▶ _What you should do_
All lines in the records below with the word "Serialize" must be returned.

(Collection entries)

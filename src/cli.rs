//! Command-line interface for unbeatable.

use clap::{Parser, Subcommand};
use unbeatable_tictactoe::{Board, Player};

/// Unbeatable - tic-tac-toe against an engine that never loses
#[derive(Parser, Debug)]
#[command(name = "unbeatable")]
#[command(about = "Tic-tac-toe against a minimax engine that never loses", long_about = None)]
#[command(version)]
pub struct Cli {
    /// Subcommand to run
    #[command(subcommand)]
    pub command: Command,
}

/// Available commands
#[derive(Subcommand, Debug)]
pub enum Command {
    /// Play interactively in the terminal
    Play {
        /// Path to a TOML config file (ignored if missing)
        #[arg(short, long, default_value = "unbeatable.toml")]
        config: std::path::PathBuf,

        /// Mark you play (x or o); X always moves first
        #[arg(long)]
        human: Option<Player>,

        /// Pause before each computer move, in milliseconds
        #[arg(long)]
        delay_ms: Option<u64>,

        /// Print the score and node count behind each computer move
        #[arg(long)]
        show_search: bool,
    },

    /// Print the best move for the side to move on a board
    BestMove {
        /// Nine cells in row-major order, e.g. "X../.X./OO." (`.`, `_` or `-` for empty)
        board: Board,

        /// Side to move (x or o); inferred from the mark counts if omitted
        #[arg(long)]
        to_move: Option<Player>,

        /// Print the analysis as JSON
        #[arg(long)]
        json: bool,
    },

    /// Let the engine play itself from the empty board
    Selfplay,
}

#[cfg(test)]
mod tests {
    use super::*;

    fn parse(args: &[&str]) -> Command {
        Cli::try_parse_from(args).unwrap().command
    }

    #[test]
    fn test_best_move_side_flag() {
        let args = ["unbeatable", "best-move", "X../.X./OO.", "--to-move", "o"];
        match parse(&args) {
            Command::BestMove { to_move, json, .. } => {
                assert_eq!(to_move, Some(Player::O));
                assert!(!json);
            }
            other => panic!("unexpected command: {:?}", other),
        }

        let inferred = parse(&["unbeatable", "best-move", "X../.X./OO."]);
        assert!(matches!(inferred, Command::BestMove { to_move: None, .. }));
    }
}
//! Move types and validated move application.
//!
//! Moves are domain events, not side effects. They carry the player's intent
//! and can be validated independently of execution.

use super::{Board, Player, Position, Square};
use derive_more::{Display, Error};
use serde::{Deserialize, Serialize};
use tracing::{instrument, warn};

/// A move in tic-tac-toe: a player placing their mark at a position.
#[derive(Debug, Clone, Copy, PartialEq, Eq, Hash, Serialize, Deserialize)]
pub struct Move {
    /// The player making the move.
    pub player: Player,
    /// The position where the player places their mark.
    pub position: Position,
}

impl Move {
    /// Creates a new move.
    pub fn new(player: Player, position: Position) -> Self {
        Self { player, position }
    }

    /// Returns the player making this move.
    pub fn player(&self) -> Player {
        self.player
    }

    /// Returns the position of this move.
    pub fn position(&self) -> Position {
        self.position
    }
}

impl std::fmt::Display for Move {
    fn fmt(&self, f: &mut std::fmt::Formatter<'_>) -> std::fmt::Result {
        write!(f, "{} -> {}", self.player, self.position.label())
    }
}

/// A move that cannot be applied to the board.
///
/// Always a caller bug: front-ends only offer empty cells.
#[derive(Debug, Clone, Copy, PartialEq, Eq, Display, Error)]
pub enum InvalidMove {
    /// Row or column outside 0-2.
    #[display("Cell ({}, {}) is off the board", row, col)]
    OutOfBounds {
        /// Requested row.
        row: usize,
        /// Requested column.
        col: usize,
    },

    /// The square at the position is already occupied.
    #[display("Square {} is already occupied", _0)]
    SquareOccupied(#[error(not(source))] Position),
}

/// Creates an empty board.
pub fn new_board() -> Board {
    Board::new()
}

/// Places `player`'s mark at `(row, col)` and returns the resulting board.
///
/// The input board is never modified, so on error the caller still holds
/// the board exactly as it was.
///
/// # Errors
///
/// Returns [`InvalidMove::OutOfBounds`] for coordinates outside 0-2 and
/// [`InvalidMove::SquareOccupied`] when the cell already holds a mark.
#[instrument(skip(board), fields(board = %board.compact()))]
pub fn apply_move(
    board: &Board,
    row: usize,
    col: usize,
    player: Player,
) -> Result<Board, InvalidMove> {
    let position = Position::from_coords(row, col).ok_or_else(|| {
        warn!(row, col, "Move off the board");
        InvalidMove::OutOfBounds { row, col }
    })?;
    place(board, Move::new(player, position))
}

/// Applies a [`Move`] to a copy of `board`.
///
/// # Errors
///
/// Returns [`InvalidMove::SquareOccupied`] when the target cell already
/// holds a mark.
pub fn place(board: &Board, action: Move) -> Result<Board, InvalidMove> {
    if !board.is_empty(action.position) {
        warn!(position = %action.position, "Square already occupied");
        return Err(InvalidMove::SquareOccupied(action.position));
    }

    let mut next = *board;
    next.set(action.position, Square::Occupied(action.player));
    Ok(next)
}

#[cfg(test)]
mod tests {
    use super::*;
    use crate::{GameOutcome, outcome};

    #[test]
    fn test_apply_move_sets_only_target_cell() {
        let board = new_board();
        let next = apply_move(&board, 1, 2, Player::X).unwrap();

        for pos in Position::valid_moves(&board) {
            let expected = if pos == Position::MiddleRight {
                Square::Occupied(Player::X)
            } else {
                Square::Empty
            };
            assert_eq!(next.get(pos), expected);
        }
        assert_eq!(outcome(&next), GameOutcome::InProgress);
    }

    #[test]
    fn test_apply_move_occupied_leaves_board_unchanged() {
        let board = apply_move(&new_board(), 1, 1, Player::X).unwrap();
        let before = board;

        let result = apply_move(&board, 1, 1, Player::O);
        assert_eq!(result, Err(InvalidMove::SquareOccupied(Position::Center)));
        assert_eq!(board, before);
    }

    #[test]
    fn test_apply_move_out_of_bounds() {
        let board = new_board();
        assert_eq!(
            apply_move(&board, 3, 0, Player::X),
            Err(InvalidMove::OutOfBounds { row: 3, col: 0 })
        );
        assert_eq!(
            apply_move(&board, 0, 7, Player::O),
            Err(InvalidMove::OutOfBounds { row: 0, col: 7 })
        );
        assert_eq!(board, new_board());
    }

    #[test]
    fn test_move_display() {
        let action = Move::new(Player::O, Position::BottomLeft);
        assert_eq!(action.to_string(), "O -> Bottom-left");
    }
}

▶ _Your response_
use serde::{Deserialize, Serialize};
#[derive(Debug, Clone, Copy, PartialEq, Eq, Hash, Serialize, Deserialize)]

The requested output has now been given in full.